OBJECTIVES: The Sepsis III clinical criteria for the diagnosis of sepsis rely on scores derived to predict inhospital mortality. In this study, we introduce the novel outcome of "received critical care intervention" and investigate the related predictive performance of both the quick Sequential Organ Failure Assessment and the Systemic Inflammatory Response Syndrome criteria. DESIGN: This was a single-center, retrospective analysis of electronic health records. SETTING: Tertiary care hospital in the United States. PATIENTS: Patients with suspected infection who presented to the emergency department and were admitted to the hospital between January 2010 and December 2014. INTERVENTIONS: Systemic Inflammatory Response Syndrome and quick Sequential Organ Failure Assessment scores were calculated, and their relationships to the receipt of critical care intervention and inhospital mortality were determined. MEASUREMENT AND MAIN RESULTS: A total of 24,164 patients were included of whom 6,693 (27.7%) were admitted to an ICU within 48 hours; 4,453 (66.5%) patients admitted to the ICU received a critical care intervention.
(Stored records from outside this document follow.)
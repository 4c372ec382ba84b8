//! Detection settings: model path and inference thresholds.

use anyhow::Result;
use std::env;
use std::path::PathBuf;
use tumor_detector::DetectorConfig;

/// Where training writes the best checkpoint, exported next to it as ONNX.
pub const DEFAULT_MODEL_PATH: &str = "runs/training/brain_tumor_yolov8_gpu/weights/best.onnx";

#[derive(Debug, Clone)]
pub struct DetectionSettings {
    /// MODEL_PATH
    pub model_path: PathBuf,
    /// DETECTION_CONFIDENCE
    pub confidence_threshold: f32,
    /// DETECTION_IOU
    pub iou_threshold: f32,
    /// DETECTION_INPUT_SIZE
    pub input_size: u32,
    /// DETECTION_THREADS
    pub intra_threads: usize,
}

/// Parsed value of `name`, or `default` when unset or blank. Unparseable values are an error.
fn env_or<T: std::str::FromStr>(name: &str, default: T) -> Result<T> {
    match env::var(name) {
        Ok(raw) if !raw.trim().is_empty() => raw
            .trim()
            .parse()
            .map_err(|_| anyhow::anyhow!("Invalid value for {}: {}", name, raw)),
        _ => Ok(default),
    }
}

impl DetectionSettings {
    pub fn from_env() -> Result<Self> {
        let defaults = DetectorConfig::default();
        Ok(Self {
            model_path: env::var("MODEL_PATH")
                .map(PathBuf::from)
                .unwrap_or_else(|_| PathBuf::from(DEFAULT_MODEL_PATH)),
            confidence_threshold: env_or("DETECTION_CONFIDENCE", defaults.confidence_threshold)?,
            iou_threshold: env_or("DETECTION_IOU", defaults.iou_threshold)?,
            input_size: env_or("DETECTION_INPUT_SIZE", defaults.input_size)?,
            intra_threads: env_or("DETECTION_THREADS", defaults.intra_threads)?,
        })
    }

    /// Thresholds must lie in (0, 1]; input size must be a positive multiple of 32.
    pub fn validate(&self) -> Result<()> {
        for (name, value) in [
            ("DETECTION_CONFIDENCE", self.confidence_threshold),
            ("DETECTION_IOU", self.iou_threshold),
        ] {
            if !(value > 0.0 && value <= 1.0) {
                anyhow::bail!("{} must be in (0, 1], got {}", name, value);
            }
        }
        if self.input_size == 0 || self.input_size % 32 != 0 {
            anyhow::bail!(
                "DETECTION_INPUT_SIZE must be a positive multiple of 32, got {}",
                self.input_size
            );
        }
        if self.intra_threads == 0 {
            anyhow::bail!("DETECTION_THREADS must be at least 1");
        }
        Ok(())
    }

    pub fn detector_config(&self) -> DetectorConfig {
        DetectorConfig {
            input_size: self.input_size,
            confidence_threshold: self.confidence_threshold,
            iou_threshold: self.iou_threshold,
            intra_threads: self.intra_threads,
        }
    }
}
Among those with quick Sequential Organ Failure Assessment less than 2, 13.4% received a critical care intervention and 3.5% died compared with 48.2% and 13.4%, respectively, for quick Sequential Organ Failure Assessment greater than or equal to 2. The area under the receiver operating characteristic was similar whether quick Sequential Organ Failure Assessment was used to predict receipt of critical care intervention or inhospital mortality (0.74 [95% CI, 0.73-0.74] vs 0.71 [0.69-0.72]). The area under the receiver operating characteristic of Systemic Inflammatory Response Syndrome for critical care intervention (0.69) and mortality (0.66) was lower than that for quick Sequential Organ Failure Assessment (p < 0.001 for both outcomes). The sensitivity of quick Sequential Organ Failure Assessment for predicting critical care intervention was 38%. CONCLUSIONS: Emergency department patients with suspected infection and low quick Sequential Organ Failure Assessment scores frequently receive critical care interventions. The misclassification of these patients as "low risk," in combination with the low sensitivity of quick Sequential Organ Failure Assessment greater than or equal to 2, may diminish the clinical utility of the quick Sequential Organ Failure Assessment score for patients with suspected infection in the emergency department.